Modelando repertório em sessão

Cristina (caso fictício) veio procurar por terapia há cerca de 1 ano e tem demonstrado grande dificuldade em lidar com seus problemas. Quando está em sessão, conta facilmente sobre as coisas que a incomodam em seu dia a dia, comentando que seus companheiros de trabalhos são distantes, que gostaria de ter mais amigos e que confia muito pouco nas pessoas. Conta também que seu irmão, com quem vive, demonstra irritar-se facilmente com ela, o que gera muitas brigas e desentendimentos. O fato é que Cristina sempre se sentiu incompreendida e solitária. Sem saber ao certo como faz isso, acaba sentindo que afasta as pessoas que mais queria próxima.
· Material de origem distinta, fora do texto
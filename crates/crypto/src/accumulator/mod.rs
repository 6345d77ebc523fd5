// Path: crates/crypto/src/accumulator/mod.rs
//! The RSA accumulator engine.
//!
//! A commitment to a set of primes: `A = g^(p1 * p2 * ... * pk) mod N`.
//! Every operation here is a deterministic function of `(N, g, lambda,
//! inputs)`: no I/O, no hidden state. All values are normalized to
//! `[0, N)`, and the 256-byte big-endian [`RootBytes`] encoding is the only
//! representation that crosses the chain and storage boundaries.

mod primes;

pub use primes::{hash_to_prime, hash_to_prime_coprime, is_probable_prime, MAX_PRIME_ATTEMPTS};

use num_bigint::{BigInt, BigUint, Sign};
use num_integer::Integer;
use num_traits::{One, Zero};
use zeroize::Zeroizing;

use revid_types::app::RootBytes;
use revid_types::ACCUMULATOR_BYTES;

use crate::algorithms::hash::keccak256;
use crate::error::AccumulatorError;

/// The Carmichael totient of the modulus: the trapdoor.
///
/// Knowing it allows computing modular inverses of member primes and
/// therefore O(1) removal. It lives only in gateway process memory: the
/// `Debug` impl redacts it, it is never serialized, and the hex loading path
/// zeroizes its intermediate buffers.
pub struct Trapdoor {
    lambda: BigUint,
}

impl Trapdoor {
    /// Wraps a trapdoor value. Rejects zero.
    pub fn new(lambda: BigUint) -> Result<Self, AccumulatorError> {
        if lambda.is_zero() {
            return Err(AccumulatorError::InvalidParameter(
                "trapdoor must be positive".to_string(),
            ));
        }
        Ok(Self { lambda })
    }

    /// Parses a trapdoor from hex (with or without `0x`).
    pub fn from_hex(s: &str) -> Result<Self, AccumulatorError> {
        let bytes = Zeroizing::new(
            revid_types::codec::decode_hex_loose(s)
                .map_err(|e| AccumulatorError::InvalidParameter(e.to_string()))?,
        );
        Self::new(BigUint::from_bytes_be(&bytes))
    }

    /// True if `value` has a modular inverse under this trapdoor.
    pub fn is_coprime(&self, value: &BigUint) -> bool {
        value.gcd(&self.lambda).is_one()
    }
}

impl core::fmt::Debug for Trapdoor {
    fn fmt(&self, f: &mut core::fmt::Formatter<'_>) -> core::fmt::Result {
        write!(f, "Trapdoor(<redacted>)")
    }
}

/// The public accumulator parameters `(N, g)`.
///
/// Immutable once loaded; all engine operations hang off this struct.
#[derive(Clone, Debug)]
pub struct RsaParams {
    modulus: BigUint,
    generator: BigUint,
}

impl RsaParams {
    /// Builds a parameter set, validating basic well-formedness.
    pub fn new(modulus: BigUint, generator: BigUint) -> Result<Self, AccumulatorError> {
        if modulus <= BigUint::from(3u32) {
            return Err(AccumulatorError::InvalidParameter(
                "modulus must exceed 3".to_string(),
            ));
        }
        if generator < BigUint::from(2u32) || generator >= modulus {
            return Err(AccumulatorError::InvalidParameter(
                "generator must lie in [2, N)".to_string(),
            ));
        }
        Ok(Self { modulus, generator })
    }

    /// Parses parameters from hex strings (with or without `0x`).
    pub fn from_hex(modulus_hex: &str, generator_hex: &str) -> Result<Self, AccumulatorError> {
        let n = revid_types::codec::decode_hex_loose(modulus_hex)
            .map_err(|e| AccumulatorError::InvalidParameter(format!("modulus: {e}")))?;
        let g = revid_types::codec::decode_hex_loose(generator_hex)
            .map_err(|e| AccumulatorError::InvalidParameter(format!("generator: {e}")))?;
        Self::new(BigUint::from_bytes_be(&n), BigUint::from_bytes_be(&g))
    }

    /// The modulus `N`.
    pub fn modulus(&self) -> &BigUint {
        &self.modulus
    }

    /// The generator `g`, which is also the empty-set accumulator.
    pub fn generator(&self) -> &BigUint {
        &self.generator
    }

    fn check_element(&self, name: &str, value: &BigUint) -> Result<(), AccumulatorError> {
        if value.is_zero() || *value >= self.modulus {
            return Err(AccumulatorError::InvalidParameter(format!(
                "{name} must lie in (0, N)"
            )));
        }
        Ok(())
    }

    fn check_exponent(&self, name: &str, value: &BigUint) -> Result<(), AccumulatorError> {
        if *value < BigUint::from(2u32) {
            return Err(AccumulatorError::InvalidParameter(format!(
                "{name} must be at least 2"
            )));
        }
        Ok(())
    }

    /// Folds one new member into the accumulator: `A^p mod N`.
    pub fn add(&self, acc: &BigUint, prime: &BigUint) -> Result<BigUint, AccumulatorError> {
        self.check_element("accumulator", acc)?;
        self.check_exponent("prime", prime)?;
        Ok(acc.modpow(prime, &self.modulus))
    }

    /// Recomputes the accumulator for a whole set: `g^(∏ primes) mod N`.
    ///
    /// Used for cold-start reconstruction and order-independence checks.
    /// The empty set accumulates to `g`.
    pub fn recompute_root(&self, primes: &[BigUint]) -> Result<BigUint, AccumulatorError> {
        let mut acc = self.generator.clone();
        for prime in primes {
            self.check_exponent("prime", prime)?;
            acc = acc.modpow(prime, &self.modulus);
        }
        Ok(acc)
    }

    /// The membership witness for `target`: `g^(∏ primes \ {target}) mod N`.
    ///
    /// `target` must be a member of `primes`. Exactly one occurrence is
    /// excluded from the product.
    pub fn witness(
        &self,
        primes: &[BigUint],
        target: &BigUint,
    ) -> Result<BigUint, AccumulatorError> {
        if !primes.contains(target) {
            return Err(AccumulatorError::InvalidParameter(
                "target prime is not in the accumulated set".to_string(),
            ));
        }
        let mut excluded_once = false;
        let mut acc = self.generator.clone();
        for prime in primes {
            if !excluded_once && prime == target {
                excluded_once = true;
                continue;
            }
            self.check_exponent("prime", prime)?;
            acc = acc.modpow(prime, &self.modulus);
        }
        Ok(acc)
    }

    /// Membership check: `witness^prime mod N == root`.
    ///
    /// Out-of-range inputs simply fail verification; all inputs here are
    /// public, so no constant-time handling is needed.
    pub fn verify(&self, witness: &BigUint, prime: &BigUint, root: &BigUint) -> bool {
        if witness.is_zero() || *witness >= self.modulus || *prime < BigUint::from(2u32) {
            return false;
        }
        witness.modpow(prime, &self.modulus) == *root
    }

    /// Removes one member in O(1) using the trapdoor:
    /// `A^(p^-1 mod lambda) mod N`.
    ///
    /// Requires `gcd(p, lambda) == 1`. Also the witness-recomputation
    /// primitive: removing a device's own prime from the current root yields
    /// exactly that device's fresh witness.
    pub fn trapdoor_remove(
        &self,
        acc: &BigUint,
        prime: &BigUint,
        trapdoor: &Trapdoor,
    ) -> Result<BigUint, AccumulatorError> {
        self.check_element("accumulator", acc)?;
        self.check_exponent("prime", prime)?;
        let inverse = prime
            .modinv(&trapdoor.lambda)
            .ok_or(AccumulatorError::NotCoprime)?;
        Ok(acc.modpow(&inverse, &self.modulus))
    }

    /// Removes a batch of members with a single inversion and modexp:
    /// `A^((∏ P)^-1 mod lambda) mod N`.
    ///
    /// Semantically equivalent to sequential [`Self::trapdoor_remove`] calls
    /// in any order, at half the modexp count.
    pub fn trapdoor_batch_remove(
        &self,
        acc: &BigUint,
        primes: &[BigUint],
        trapdoor: &Trapdoor,
    ) -> Result<BigUint, AccumulatorError> {
        self.check_element("accumulator", acc)?;
        if primes.is_empty() {
            return Err(AccumulatorError::InvalidParameter(
                "batch removal requires at least one prime".to_string(),
            ));
        }
        let mut product = BigUint::one();
        for prime in primes {
            self.check_exponent("prime", prime)?;
            product = (product * prime) % &trapdoor.lambda;
        }
        let inverse = product
            .modinv(&trapdoor.lambda)
            .ok_or(AccumulatorError::NotCoprime)?;
        Ok(acc.modpow(&inverse, &self.modulus))
    }

    /// Updates a holder's witness after another member was added:
    /// `w^p_new mod N`.
    pub fn refresh_witness_on_add(
        &self,
        witness: &BigUint,
        new_prime: &BigUint,
    ) -> Result<BigUint, AccumulatorError> {
        self.add(witness, new_prime)
    }

    /// Updates a holder's witness after another member was removed, without
    /// the trapdoor (the Wesolowski shortcut).
    ///
    /// With Bezout coefficients `a*p_self + b*p_removed = 1`, the refreshed
    /// witness is `w^b * A_new^a mod N`. The gateway itself prefers
    /// [`Self::trapdoor_remove`] on the new root (lambda is local); this path
    /// is what witness holders without the trapdoor use.
    pub fn refresh_witness_on_remove(
        &self,
        witness: &BigUint,
        self_prime: &BigUint,
        removed_prime: &BigUint,
        new_root: &BigUint,
    ) -> Result<BigUint, AccumulatorError> {
        self.check_element("witness", witness)?;
        self.check_element("new root", new_root)?;
        self.check_exponent("self prime", self_prime)?;
        self.check_exponent("removed prime", removed_prime)?;

        let ext = BigInt::from(self_prime.clone()).extended_gcd(&BigInt::from(removed_prime.clone()));
        if !ext.gcd.is_one() {
            return Err(AccumulatorError::InvalidParameter(
                "member primes must be pairwise coprime".to_string(),
            ));
        }
        let w_part = self.modpow_signed(witness, &ext.y)?;
        let a_part = self.modpow_signed(new_root, &ext.x)?;
        Ok((w_part * a_part) % &self.modulus)
    }

    /// `base^exp mod N` for a possibly negative exponent; negative exponents
    /// go through the inverse of the base, which exists for every element of
    /// the accumulator's subgroup.
    fn modpow_signed(&self, base: &BigUint, exp: &BigInt) -> Result<BigUint, AccumulatorError> {
        if exp.sign() == Sign::Minus {
            let inverse = base
                .modinv(&self.modulus)
                .ok_or(AccumulatorError::NotCoprime)?;
            Ok(inverse.modpow(exp.magnitude(), &self.modulus))
        } else {
            Ok(base.modpow(exp.magnitude(), &self.modulus))
        }
    }

    /// Encodes an element into the fixed 256-byte big-endian wire form.
    pub fn encode_element(&self, value: &BigUint) -> Result<RootBytes, AccumulatorError> {
        self.check_element("element", value)?;
        let bytes = value.to_bytes_be();
        if bytes.len() > ACCUMULATOR_BYTES {
            return Err(AccumulatorError::InvalidParameter(
                "element exceeds the 256-byte wire width".to_string(),
            ));
        }
        let mut out = [0u8; ACCUMULATOR_BYTES];
        let start = ACCUMULATOR_BYTES - bytes.len();
        if let Some(tail) = out.get_mut(start..) {
            tail.copy_from_slice(&bytes);
        }
        Ok(RootBytes(out))
    }

    /// Decodes the wire form back into an element, enforcing `(0, N)`.
    pub fn decode_element(&self, root: &RootBytes) -> Result<BigUint, AccumulatorError> {
        let value = BigUint::from_bytes_be(&root.0);
        self.check_element("element", &value)?;
        Ok(value)
    }
}

/// Keccak-256 of a root's wire encoding, the contract's chain-link token.
pub fn commitment_hash(root: &RootBytes) -> [u8; 32] {
    keccak256(root.as_ref())
}

/// Parses a prime supplied by a caller, accepting decimal or `0x`-prefixed
/// hex. Callers normalize; the gateway only ever compares canonical values.
pub fn parse_prime(s: &str) -> Result<BigUint, AccumulatorError> {
    let trimmed = s.trim();
    let parsed = if let Some(hex_digits) = trimmed
        .strip_prefix("0x")
        .or_else(|| trimmed.strip_prefix("0X"))
    {
        BigUint::parse_bytes(hex_digits.as_bytes(), 16)
    } else {
        BigUint::parse_bytes(trimmed.as_bytes(), 10)
    };
    parsed.ok_or_else(|| {
        AccumulatorError::InvalidParameter(format!("unparseable prime '{trimmed}'"))
    })
}

#[cfg(test)]
mod tests;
Se irrita com seu irmão, mas não se envolve muito em brigas e reais discussões com ele ou com os demais. Sente apenas que há um vidro, como um muro invisível entre ela e todos os outros.
Conta que seus pais morreram quando ela tinha 18 anos e ela e o irmão foram morar com a avó que não tinha muitas condições de sustenta-los. Eles aprenderam rapidamente que deveriam ajudar a avó com os afazeres domésticos, ao mesmo tempo em que deveriam buscar formas de ganhar dinheiro o quanto antes. Conta que seu irmão sempre repetia essas ideias, mas raramente fazia coisas concretas para ajudar em casa ou financeiramente. Ela, por sua vez, assumiu também a responsabilidade de cuidar dele, 3 anos mais novo do que ela, e tentou poupá-lo ao máximo dessas obrigações. Sentia que deveria servir aos outros, assumindo para si responsabilidades que não eram dela e cobrava-se demais para fazer tudo da melhor forma possível. Sente que preocupou-se em dar o menor trabalho possível para a avó, que na visão dela, já estava fazendo um favor imenso de abrigá-los.

Aprendeu a “ser invisível” e a deixar de lado suas necessidades pessoais para poupar os outros do trabalho que isso poderia trazer. Ao mesmo tempo, sonhava em conquistar seus sonhos, como ter uma família, filhos, seu próprio carro, mas não sabia o que deveria fazer para atingir esses objetivos.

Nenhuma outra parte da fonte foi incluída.